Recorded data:
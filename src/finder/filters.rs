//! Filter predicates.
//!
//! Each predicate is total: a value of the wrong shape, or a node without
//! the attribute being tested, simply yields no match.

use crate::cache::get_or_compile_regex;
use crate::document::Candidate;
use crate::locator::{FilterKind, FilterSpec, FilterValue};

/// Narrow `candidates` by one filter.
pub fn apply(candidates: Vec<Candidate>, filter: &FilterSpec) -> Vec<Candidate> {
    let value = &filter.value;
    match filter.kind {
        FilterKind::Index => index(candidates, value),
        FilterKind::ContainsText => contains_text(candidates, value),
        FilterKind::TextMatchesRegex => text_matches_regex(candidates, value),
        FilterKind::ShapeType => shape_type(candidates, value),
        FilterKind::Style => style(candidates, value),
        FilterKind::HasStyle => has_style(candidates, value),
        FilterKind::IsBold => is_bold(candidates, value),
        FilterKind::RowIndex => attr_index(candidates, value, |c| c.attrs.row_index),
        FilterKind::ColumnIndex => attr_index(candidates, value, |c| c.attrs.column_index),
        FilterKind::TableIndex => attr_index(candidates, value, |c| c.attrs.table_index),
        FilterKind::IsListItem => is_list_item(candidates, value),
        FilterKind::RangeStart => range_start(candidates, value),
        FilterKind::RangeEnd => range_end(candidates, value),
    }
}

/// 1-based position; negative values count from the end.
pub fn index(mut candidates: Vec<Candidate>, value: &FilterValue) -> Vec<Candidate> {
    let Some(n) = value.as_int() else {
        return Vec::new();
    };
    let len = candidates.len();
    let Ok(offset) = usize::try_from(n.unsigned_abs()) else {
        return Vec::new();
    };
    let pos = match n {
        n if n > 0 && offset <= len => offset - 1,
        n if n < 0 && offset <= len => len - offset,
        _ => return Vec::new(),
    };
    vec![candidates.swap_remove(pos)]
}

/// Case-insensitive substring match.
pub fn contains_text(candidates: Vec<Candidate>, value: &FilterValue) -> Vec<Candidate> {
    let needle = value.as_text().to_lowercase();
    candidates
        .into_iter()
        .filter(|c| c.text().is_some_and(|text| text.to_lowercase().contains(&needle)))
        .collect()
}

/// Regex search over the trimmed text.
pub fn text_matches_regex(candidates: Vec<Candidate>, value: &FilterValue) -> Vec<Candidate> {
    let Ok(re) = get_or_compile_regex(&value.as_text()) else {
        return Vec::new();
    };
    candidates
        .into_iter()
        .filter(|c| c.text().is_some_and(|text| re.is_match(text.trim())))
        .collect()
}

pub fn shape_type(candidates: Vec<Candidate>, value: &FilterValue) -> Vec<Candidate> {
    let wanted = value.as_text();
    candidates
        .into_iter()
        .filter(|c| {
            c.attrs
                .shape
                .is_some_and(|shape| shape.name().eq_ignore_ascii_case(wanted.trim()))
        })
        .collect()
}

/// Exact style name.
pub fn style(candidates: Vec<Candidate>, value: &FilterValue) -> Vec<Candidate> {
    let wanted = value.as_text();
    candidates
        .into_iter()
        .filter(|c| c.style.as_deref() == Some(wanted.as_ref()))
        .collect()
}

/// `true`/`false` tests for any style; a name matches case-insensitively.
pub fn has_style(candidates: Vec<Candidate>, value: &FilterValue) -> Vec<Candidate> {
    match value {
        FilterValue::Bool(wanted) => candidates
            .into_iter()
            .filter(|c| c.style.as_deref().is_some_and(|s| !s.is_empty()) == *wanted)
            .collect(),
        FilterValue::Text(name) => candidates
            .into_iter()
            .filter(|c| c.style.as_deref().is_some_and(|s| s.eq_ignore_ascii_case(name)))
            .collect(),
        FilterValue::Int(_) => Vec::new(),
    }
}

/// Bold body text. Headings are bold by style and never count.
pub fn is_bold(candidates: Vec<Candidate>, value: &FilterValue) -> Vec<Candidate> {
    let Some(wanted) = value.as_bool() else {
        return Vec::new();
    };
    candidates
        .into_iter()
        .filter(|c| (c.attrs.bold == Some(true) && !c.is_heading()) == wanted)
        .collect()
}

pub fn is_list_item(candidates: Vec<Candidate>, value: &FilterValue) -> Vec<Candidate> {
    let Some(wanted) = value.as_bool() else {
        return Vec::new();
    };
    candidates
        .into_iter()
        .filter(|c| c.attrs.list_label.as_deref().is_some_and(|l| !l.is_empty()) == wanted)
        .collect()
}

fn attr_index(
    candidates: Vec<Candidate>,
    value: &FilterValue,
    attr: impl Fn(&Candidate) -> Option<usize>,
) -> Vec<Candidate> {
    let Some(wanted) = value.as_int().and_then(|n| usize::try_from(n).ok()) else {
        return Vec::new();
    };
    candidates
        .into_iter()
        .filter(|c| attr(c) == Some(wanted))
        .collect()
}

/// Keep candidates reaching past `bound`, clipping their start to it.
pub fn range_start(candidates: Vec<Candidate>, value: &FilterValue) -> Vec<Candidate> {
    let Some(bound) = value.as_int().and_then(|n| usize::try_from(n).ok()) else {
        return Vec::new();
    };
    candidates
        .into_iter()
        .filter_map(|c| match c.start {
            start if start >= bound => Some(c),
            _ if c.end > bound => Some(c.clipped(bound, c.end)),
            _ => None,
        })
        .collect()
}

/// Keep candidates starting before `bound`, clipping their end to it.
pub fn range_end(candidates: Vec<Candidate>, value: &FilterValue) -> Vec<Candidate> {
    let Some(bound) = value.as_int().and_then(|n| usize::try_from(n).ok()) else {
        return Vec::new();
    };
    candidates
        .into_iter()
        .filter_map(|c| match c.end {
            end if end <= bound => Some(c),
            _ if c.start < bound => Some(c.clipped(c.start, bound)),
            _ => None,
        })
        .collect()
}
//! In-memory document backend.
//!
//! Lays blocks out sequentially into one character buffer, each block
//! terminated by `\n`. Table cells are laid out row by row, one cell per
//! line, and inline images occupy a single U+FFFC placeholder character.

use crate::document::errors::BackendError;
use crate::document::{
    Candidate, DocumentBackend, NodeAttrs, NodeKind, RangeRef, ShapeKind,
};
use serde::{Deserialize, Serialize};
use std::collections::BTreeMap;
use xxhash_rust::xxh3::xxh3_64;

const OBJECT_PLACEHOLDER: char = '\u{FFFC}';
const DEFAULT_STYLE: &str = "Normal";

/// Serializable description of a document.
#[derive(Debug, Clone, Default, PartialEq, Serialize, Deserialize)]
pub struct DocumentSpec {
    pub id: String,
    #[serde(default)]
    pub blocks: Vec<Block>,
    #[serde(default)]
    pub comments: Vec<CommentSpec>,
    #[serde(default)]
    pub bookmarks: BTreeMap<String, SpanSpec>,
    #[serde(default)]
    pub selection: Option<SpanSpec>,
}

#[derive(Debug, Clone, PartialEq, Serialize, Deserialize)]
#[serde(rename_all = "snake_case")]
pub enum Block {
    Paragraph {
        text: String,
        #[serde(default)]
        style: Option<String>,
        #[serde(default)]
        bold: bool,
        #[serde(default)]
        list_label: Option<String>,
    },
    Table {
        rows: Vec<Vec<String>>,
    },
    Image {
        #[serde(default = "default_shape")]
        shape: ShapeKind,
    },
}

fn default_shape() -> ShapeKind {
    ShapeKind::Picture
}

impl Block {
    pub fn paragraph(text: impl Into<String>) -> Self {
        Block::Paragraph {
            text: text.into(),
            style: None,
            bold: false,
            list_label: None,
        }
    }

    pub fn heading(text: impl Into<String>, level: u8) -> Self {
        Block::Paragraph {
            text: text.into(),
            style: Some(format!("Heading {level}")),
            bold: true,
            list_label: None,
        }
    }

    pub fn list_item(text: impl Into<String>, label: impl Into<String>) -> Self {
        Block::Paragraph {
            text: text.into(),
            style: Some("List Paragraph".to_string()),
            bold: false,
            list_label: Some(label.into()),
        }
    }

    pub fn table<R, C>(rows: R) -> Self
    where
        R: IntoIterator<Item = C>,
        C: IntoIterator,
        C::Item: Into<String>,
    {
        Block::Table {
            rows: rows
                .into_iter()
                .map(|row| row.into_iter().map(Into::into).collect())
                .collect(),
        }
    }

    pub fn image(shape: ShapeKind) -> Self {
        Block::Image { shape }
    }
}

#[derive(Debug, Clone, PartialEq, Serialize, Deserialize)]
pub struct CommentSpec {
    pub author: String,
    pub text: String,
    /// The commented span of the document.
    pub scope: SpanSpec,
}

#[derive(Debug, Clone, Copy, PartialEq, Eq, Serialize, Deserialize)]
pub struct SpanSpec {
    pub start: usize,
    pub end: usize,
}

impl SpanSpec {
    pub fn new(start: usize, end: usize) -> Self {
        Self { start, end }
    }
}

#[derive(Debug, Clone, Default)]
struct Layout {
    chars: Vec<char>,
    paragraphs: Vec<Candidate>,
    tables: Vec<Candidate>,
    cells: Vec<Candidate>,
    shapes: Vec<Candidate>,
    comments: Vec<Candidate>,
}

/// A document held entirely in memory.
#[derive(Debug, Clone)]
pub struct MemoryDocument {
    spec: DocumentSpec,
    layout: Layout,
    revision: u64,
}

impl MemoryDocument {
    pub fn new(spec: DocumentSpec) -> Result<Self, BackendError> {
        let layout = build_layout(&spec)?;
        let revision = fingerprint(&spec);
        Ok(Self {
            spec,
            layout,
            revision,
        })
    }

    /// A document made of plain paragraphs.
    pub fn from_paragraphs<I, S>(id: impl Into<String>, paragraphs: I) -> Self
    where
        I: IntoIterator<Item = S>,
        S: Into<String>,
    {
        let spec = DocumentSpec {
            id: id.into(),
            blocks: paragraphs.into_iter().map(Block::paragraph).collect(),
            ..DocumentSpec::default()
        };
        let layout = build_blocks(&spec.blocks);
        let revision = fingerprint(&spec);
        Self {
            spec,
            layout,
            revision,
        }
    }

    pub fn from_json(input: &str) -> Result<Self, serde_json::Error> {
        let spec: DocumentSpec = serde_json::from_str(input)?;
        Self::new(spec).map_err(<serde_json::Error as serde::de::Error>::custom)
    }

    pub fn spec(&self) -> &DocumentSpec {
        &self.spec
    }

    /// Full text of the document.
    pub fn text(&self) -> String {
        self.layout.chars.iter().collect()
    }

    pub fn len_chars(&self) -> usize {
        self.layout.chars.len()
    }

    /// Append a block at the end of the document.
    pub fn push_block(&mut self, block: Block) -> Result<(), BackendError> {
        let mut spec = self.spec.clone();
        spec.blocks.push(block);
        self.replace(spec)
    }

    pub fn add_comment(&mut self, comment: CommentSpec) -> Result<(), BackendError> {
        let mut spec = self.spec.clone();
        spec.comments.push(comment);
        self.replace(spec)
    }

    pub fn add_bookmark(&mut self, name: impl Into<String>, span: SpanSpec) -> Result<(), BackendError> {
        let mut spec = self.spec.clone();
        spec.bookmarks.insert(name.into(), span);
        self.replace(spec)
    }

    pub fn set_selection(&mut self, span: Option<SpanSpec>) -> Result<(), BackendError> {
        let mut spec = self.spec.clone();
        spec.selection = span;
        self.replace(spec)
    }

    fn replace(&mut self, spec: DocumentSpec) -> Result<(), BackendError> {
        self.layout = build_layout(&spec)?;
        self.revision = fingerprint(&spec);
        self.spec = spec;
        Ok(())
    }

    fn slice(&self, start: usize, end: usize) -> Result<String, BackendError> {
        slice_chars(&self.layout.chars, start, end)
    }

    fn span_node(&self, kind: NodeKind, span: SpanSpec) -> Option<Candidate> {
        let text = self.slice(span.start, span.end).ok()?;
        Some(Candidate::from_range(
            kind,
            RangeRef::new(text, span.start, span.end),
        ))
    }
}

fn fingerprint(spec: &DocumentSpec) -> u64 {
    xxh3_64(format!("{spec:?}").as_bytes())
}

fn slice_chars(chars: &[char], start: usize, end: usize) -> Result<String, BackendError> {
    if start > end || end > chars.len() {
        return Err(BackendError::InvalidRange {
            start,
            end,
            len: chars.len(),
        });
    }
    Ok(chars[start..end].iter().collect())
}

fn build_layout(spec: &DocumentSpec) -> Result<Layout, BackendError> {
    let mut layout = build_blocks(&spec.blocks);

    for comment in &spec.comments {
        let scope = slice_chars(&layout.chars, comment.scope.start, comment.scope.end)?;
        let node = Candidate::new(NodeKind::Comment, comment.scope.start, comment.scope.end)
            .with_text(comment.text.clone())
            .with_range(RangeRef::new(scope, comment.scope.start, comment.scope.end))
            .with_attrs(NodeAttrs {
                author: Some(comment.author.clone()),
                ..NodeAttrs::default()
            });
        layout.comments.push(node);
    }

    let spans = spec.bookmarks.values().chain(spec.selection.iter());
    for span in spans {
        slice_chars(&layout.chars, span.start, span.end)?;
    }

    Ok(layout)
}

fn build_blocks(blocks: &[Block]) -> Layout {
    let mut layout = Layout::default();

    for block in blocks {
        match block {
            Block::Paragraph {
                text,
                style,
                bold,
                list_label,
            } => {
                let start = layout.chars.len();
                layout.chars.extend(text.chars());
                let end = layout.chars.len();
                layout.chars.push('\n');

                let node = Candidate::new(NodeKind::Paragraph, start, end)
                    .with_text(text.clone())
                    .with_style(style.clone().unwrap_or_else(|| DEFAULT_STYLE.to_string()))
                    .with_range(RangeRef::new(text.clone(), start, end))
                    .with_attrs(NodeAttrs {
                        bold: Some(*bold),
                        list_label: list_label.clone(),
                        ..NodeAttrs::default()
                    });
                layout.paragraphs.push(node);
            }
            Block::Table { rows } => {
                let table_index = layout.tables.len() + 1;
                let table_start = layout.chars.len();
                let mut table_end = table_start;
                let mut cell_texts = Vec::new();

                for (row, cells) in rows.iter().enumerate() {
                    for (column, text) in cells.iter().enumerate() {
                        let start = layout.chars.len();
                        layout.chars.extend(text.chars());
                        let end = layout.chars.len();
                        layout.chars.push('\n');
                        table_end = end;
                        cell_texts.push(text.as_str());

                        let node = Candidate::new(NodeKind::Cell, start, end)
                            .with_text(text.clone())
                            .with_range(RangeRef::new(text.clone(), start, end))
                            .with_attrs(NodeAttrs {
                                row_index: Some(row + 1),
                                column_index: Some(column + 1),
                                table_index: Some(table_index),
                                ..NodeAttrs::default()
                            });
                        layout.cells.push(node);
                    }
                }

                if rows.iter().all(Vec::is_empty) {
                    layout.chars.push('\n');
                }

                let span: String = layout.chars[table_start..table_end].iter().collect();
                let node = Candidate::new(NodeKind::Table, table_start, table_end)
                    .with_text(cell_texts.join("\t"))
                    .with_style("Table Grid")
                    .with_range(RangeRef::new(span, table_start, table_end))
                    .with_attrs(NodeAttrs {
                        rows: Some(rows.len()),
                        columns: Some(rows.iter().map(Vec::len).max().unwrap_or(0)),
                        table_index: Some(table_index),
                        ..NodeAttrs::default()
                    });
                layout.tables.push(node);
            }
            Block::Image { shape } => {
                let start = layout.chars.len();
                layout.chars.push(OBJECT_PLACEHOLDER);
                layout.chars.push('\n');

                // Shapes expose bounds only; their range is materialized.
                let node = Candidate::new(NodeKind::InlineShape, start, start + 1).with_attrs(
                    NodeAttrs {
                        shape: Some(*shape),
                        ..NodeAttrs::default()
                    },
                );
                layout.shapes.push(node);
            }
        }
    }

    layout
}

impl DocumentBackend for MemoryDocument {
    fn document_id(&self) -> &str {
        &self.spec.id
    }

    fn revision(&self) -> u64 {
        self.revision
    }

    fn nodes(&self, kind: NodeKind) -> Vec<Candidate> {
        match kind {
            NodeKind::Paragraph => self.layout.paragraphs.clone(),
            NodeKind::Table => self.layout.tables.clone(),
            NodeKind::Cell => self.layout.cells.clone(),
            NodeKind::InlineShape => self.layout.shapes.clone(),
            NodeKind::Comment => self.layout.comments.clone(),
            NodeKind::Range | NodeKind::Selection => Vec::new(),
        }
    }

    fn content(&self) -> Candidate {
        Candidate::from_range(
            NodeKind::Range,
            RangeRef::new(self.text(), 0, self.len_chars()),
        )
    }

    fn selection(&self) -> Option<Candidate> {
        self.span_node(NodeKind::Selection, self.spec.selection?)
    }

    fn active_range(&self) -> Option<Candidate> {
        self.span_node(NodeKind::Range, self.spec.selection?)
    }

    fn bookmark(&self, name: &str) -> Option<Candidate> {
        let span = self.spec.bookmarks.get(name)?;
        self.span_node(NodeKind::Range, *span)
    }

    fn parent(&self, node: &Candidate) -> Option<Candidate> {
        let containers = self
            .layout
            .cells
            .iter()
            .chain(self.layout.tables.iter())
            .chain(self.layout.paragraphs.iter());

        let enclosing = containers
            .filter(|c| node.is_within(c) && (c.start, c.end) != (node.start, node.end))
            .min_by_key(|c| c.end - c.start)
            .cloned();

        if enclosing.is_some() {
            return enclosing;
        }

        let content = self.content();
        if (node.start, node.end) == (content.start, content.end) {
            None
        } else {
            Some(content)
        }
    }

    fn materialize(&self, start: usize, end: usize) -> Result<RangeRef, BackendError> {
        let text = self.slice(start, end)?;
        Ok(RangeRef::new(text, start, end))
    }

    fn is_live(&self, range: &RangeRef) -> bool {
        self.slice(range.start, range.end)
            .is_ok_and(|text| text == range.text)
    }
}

## The problem
Each line of the data that contains "SpanSpec" belongs in the answer.

## Answer to the problem
    pub bookmarks: BTreeMap<String, SpanSpec>,
    pub selection: Option<SpanSpec>,
    pub scope: SpanSpec,
pub struct SpanSpec {
impl SpanSpec {
    pub fn add_bookmark(&mut self, name: impl Into<String>, span: SpanSpec) -> Result<(), BackendError> {
    pub fn set_selection(&mut self, span: Option<SpanSpec>) -> Result<(), BackendError> {
    fn span_node(&self, kind: NodeKind, span: SpanSpec) -> Option<Candidate> {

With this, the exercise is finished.